Monitoring involved measuring water depths and taking samples of water at a 0.5 m wide weir located at the inlet and outlet of three border strips. Each strip was about 100 m long and bounded by earthen borders 20 m apart and with wooden boards at the downslope end angled at 130° to direct flow towards the outlet weir. Most of the irrigations were 90 min long with two lasting for 120 min. Flow measurements were used to create a hydrograph of the event and generate a single flow-proportional sample of water at the inlet and outlet that was later analysed for FRP, TP, SS and E. coli. Loads were calculated as the product of flow-weighted outflow (minus inflow) concentration and total outwash (at the outlet). Six soil samples were taken of the 0–7.5 cm depth from each strip, bulked, dried, crushed and sieved (<2 mm) and analysed for Olsen P, organic C, ASC and water extractable P (a measure of potential P loss to run-off; McDowell & Condron 2004).

The second farm was a recently established dairy farm, supporting 3.5 cows ha⁻¹ spread over 255 ha, with 143 ha spray-irrigated via a centre pivot and the remainder utilizing a low-rate system.

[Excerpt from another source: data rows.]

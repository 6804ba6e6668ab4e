//! Request validation for inbound publish requests
//!
//! Turns a raw HTTP body into a [`Message`] or a validation error. No network
//! action happens here.

use super::messages::{Message, PublishRequest, QosLevel};
use crate::error::{BridgeError, BridgeResult};

pub const EMPTY_TOPIC: &str = "topic must not be empty";
pub const EMPTY_PAYLOAD: &str = "payload must not be empty";
pub const INVALID_QOS: &str = "qos must be 0, 1 or 2";

/// Decode and validate a publish request body
///
/// An empty body is treated as `{}` and therefore fails the topic check.
pub fn prepare_message(body: &[u8]) -> BridgeResult<Message> {
    let request = decode_request(body)?;
    request.into_message()
}

/// Decode the body without applying any field checks
pub fn decode_request(body: &[u8]) -> BridgeResult<PublishRequest> {
    if body.iter().all(u8::is_ascii_whitespace) {
        return Ok(PublishRequest::default());
    }

    serde_json::from_slice::<PublishRequest>(body)
        .map_err(|e| BridgeError::validation(e.to_string()))
}

impl PublishRequest {
    /// Apply field checks: topic first, then payload, then QoS range
    pub fn into_message(self) -> BridgeResult<Message> {
        if self.topic.is_empty() {
            return Err(BridgeError::validation(EMPTY_TOPIC));
        }

        let payload = self
            .payload
            .ok_or_else(|| BridgeError::validation(EMPTY_PAYLOAD))?;

        let qos = QosLevel::try_from(self.qos).map_err(|_| BridgeError::validation(INVALID_QOS))?;

        Ok(Message {
            topic: self.topic,
            qos,
            retained: self.retained,
            payload,
        })
    }
}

For the centre pivot, irrigation was supplied every 24–48 h resulting in an average application depth of 6–8 mm day⁻¹. Irrigation water contained effluent sourced from a third (in-line) effluent settling pond mixed with irrigation water at a ratio of 1:10 effluent to irrigation water. Nutrients, including those in effluent, were applied at a rate of 150 kg N ha⁻¹ and 50 kg P ha⁻¹ annually. Due to the slowly permeable nature of the site and a water table about 2 m below the soil surface, a permanently flowing drain installed at about 1.5 m below the soil surface spanned the length of the centre pivot-irrigated area whose flow was augmented by three artificial drainage channels installed at 70–90 cm depth beneath the area irrigated by the centre pivot. Water-level recorders were placed in the main drain upstream and downstream of the centre pivot-irrigated area and weekly samples taken (plus flow proportional samples taken during flood events) at both locations from September 2010 to November 2011. The analytes and methods used to establish loads were the same as those used for the stream and river monitoring programme. Annual loads were expressed as a proportion of the artificially drained area under centre-pivot irrigation. A meteorological station was located on site measuring rainfall, soil moisture at 20, 40 and 60 cm depth and calculating potential evapotranspiration.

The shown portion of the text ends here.